When dealing with a shoulder issue, it becomes challenging to work around it. Addressing it is crucial to not only alleviate the problem but also to aid in the recovery process. It's essential to understand that when it comes to joint-related pain or issues, ignoring them won't make them disappear. Therefore, it's crucial to be proactive and aim to alleviate the tension as soon as possible.


It's important to note that the symptom doesn't always point directly to the source of the problem. While focusing on relieving the symptom might provide temporary relief, it's essential to identify and address the root cause for sustained relief. Therefore, it's necessary to approach the situation dynamically and adopt a multifaceted approach. For instance, pain in the anterior deltoid (front of the shoulder) could stem from various sources such as tight pectoral muscles (chest), lats, or underdeveloped posterior muscles (rotator cuffs, rear delts, rhomboids).


Indeed, shoulder pain can result from numerous factors. These include spending excessive time in a particular posture (such as rounded shoulders), improper technique while performing certain movements (common in calisthenics training), which places undue stress on areas ill-equipped to handle such loads, or simply a lack of movement variety (the shoulders are designed for multi-directional movement, including overhead, behind-the-back, sideways, and rotational movements. Therefore, incorporating such variety into one's routine can significantly contribute to shoulder health and reduce the likelihood of pain and injury).


Best Shoulder Relief Stretches

If you're aiming to alleviate shoulder pain, it's crucial to identify its source and then take appropriate action. This typically involves a combination of stretching certain areas and strengthening others. In this blog post, I'm covering stretches specifically designed to relieve shoulder pain. Additionally, you can explore another blog post focused on strengthening and conditioning the muscles surrounding the shoulders to help prevent future issues.


The shoulders are influenced by numerous muscles and tendons that attach to the scapula, humerus, and clavicle, all of which play a role in their functionality. Tightness in these muscles and tendons can often lead to shoulder discomfort. The five stretches, in the video, target common areas prone to tightness, providing relief for shoulder issues. These stretches encompass areas in the neck, shoulders, arms, and back.


Incorporating these stretches into your routine several times a week can aid in the recovery process and reduce the likelihood of recurrence.

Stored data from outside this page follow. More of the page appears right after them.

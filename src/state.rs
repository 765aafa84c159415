use std::sync::Arc;

use crate::config::AppConfig;
use crate::db::OrmConn;
use crate::session::SessionStore;
use crate::telegram::ChatApi;

#[derive(Clone)]
pub struct AppState {
    pub orm: OrmConn,
    pub config: AppConfig,
    pub api: Arc<dyn ChatApi>,
    pub sessions: Arc<SessionStore>,
}
use std::env;

/// The one user id that is always treated as approved and administrative,
/// whether or not a row for it exists.
pub const PRINCIPAL_ADMIN_ID: i64 = 7873867301;

#[derive(Debug, Clone)]
pub struct AppConfig {
    pub bot_token: String,
    pub database_url: String,
    pub host: String,
    pub port: u16,
    /// Public URL registered with the transport at startup, if any.
    pub webhook_url: Option<String>,
    pub low_stock_threshold: i32,
    pub shift_starting_cash: f64,
}

impl AppConfig {
    pub fn from_env() -> anyhow::Result<Self> {
        let bot_token =
            env::var("BOT_TOKEN").map_err(|_| anyhow::anyhow!("BOT_TOKEN is not set"))?;
        let database_url = env::var("DATABASE_URL")
            .unwrap_or_else(|_| "sqlite://shiftstock.db?mode=rwc".to_string());
        let host = env::var("APP_HOST").unwrap_or_else(|_| "127.0.0.1".to_string());
        let port = env::var("APP_PORT")
            .ok()
            .and_then(|p| p.parse::<u16>().ok())
            .unwrap_or(3000);
        let webhook_url = env::var("WEBHOOK_URL").ok();
        let low_stock_threshold = env::var("LOW_STOCK_THRESHOLD")
            .ok()
            .and_then(|v| v.parse::<i32>().ok())
            .unwrap_or(10);
        let shift_starting_cash = env::var("SHIFT_STARTING_CASH")
            .ok()
            .and_then(|v| v.parse::<f64>().ok())
            .unwrap_or(4000.0);
        Ok(Self {
            bot_token,
            database_url,
            host,
            port,
            webhook_url,
            low_stock_threshold,
            shift_starting_cash,
        })
    }

    /// Config for tests: in-memory store, no real transport credential.
    pub fn for_tests() -> Self {
        Self {
            bot_token: "test-token".to_string(),
            database_url: "sqlite::memory:".to_string(),
            host: "127.0.0.1".to_string(),
            port: 0,
            webhook_url: None,
            low_stock_threshold: 10,
            shift_starting_cash: 4000.0,
        }
    }
}
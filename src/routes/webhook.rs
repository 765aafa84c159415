use axum::extract::State;
use axum::http::StatusCode;
use axum::Json;

use crate::router;
use crate::state::AppState;
use crate::telegram::Update;

/// Transport push endpoint. Always acknowledges with 200 so the transport
/// does not retry; handler failures are dealt with inside the dispatcher.
pub async fn receive_update(
    State(state): State<AppState>,
    Json(update): Json<Update>,
) -> StatusCode {
    tracing::debug!(update_id = update.update_id, "update received");
    router::handle_update(&state, update).await;
    StatusCode::OK
}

Dedicate a 5-10 minute window in your day to perform these stretches, ensuring your breathing remains relaxed and calm to maximize their effectiveness.



These are the top stretches I've recommended to my students to help them stay pain-free and make significant progress in their calisthenics journey. Incorporating prehabilitation (injury prevention) exercises alongside your main physical training regimen can ensure steady progress. After all, nobody wants to deal with aches and pains, they not only hinder performance but also make it challenging to give your best effort.


These stretches specifically target key areas that often become tight due to factors like poor posture, improper technique, or the demands of intense calisthenics training and weight training. By addressing these tight areas, you can improve your range of motion, reduce the risk of injury, and ultimately improve your overall performance.

Watch the video and give these stretches a try, then observe how your body responds. Remember, consistency is key, so aim to perform these stretches frequently over the course of 2-3 weeks to experience the best results. Feel free to make adjustments as needed to tailor the stretches to your individual needs. If a particular stretch doesn't feel right, don't force it, listen to your body's cues. When dealing with pains, it's crucial to pay attention to how your body is reacting and adjust accordingly.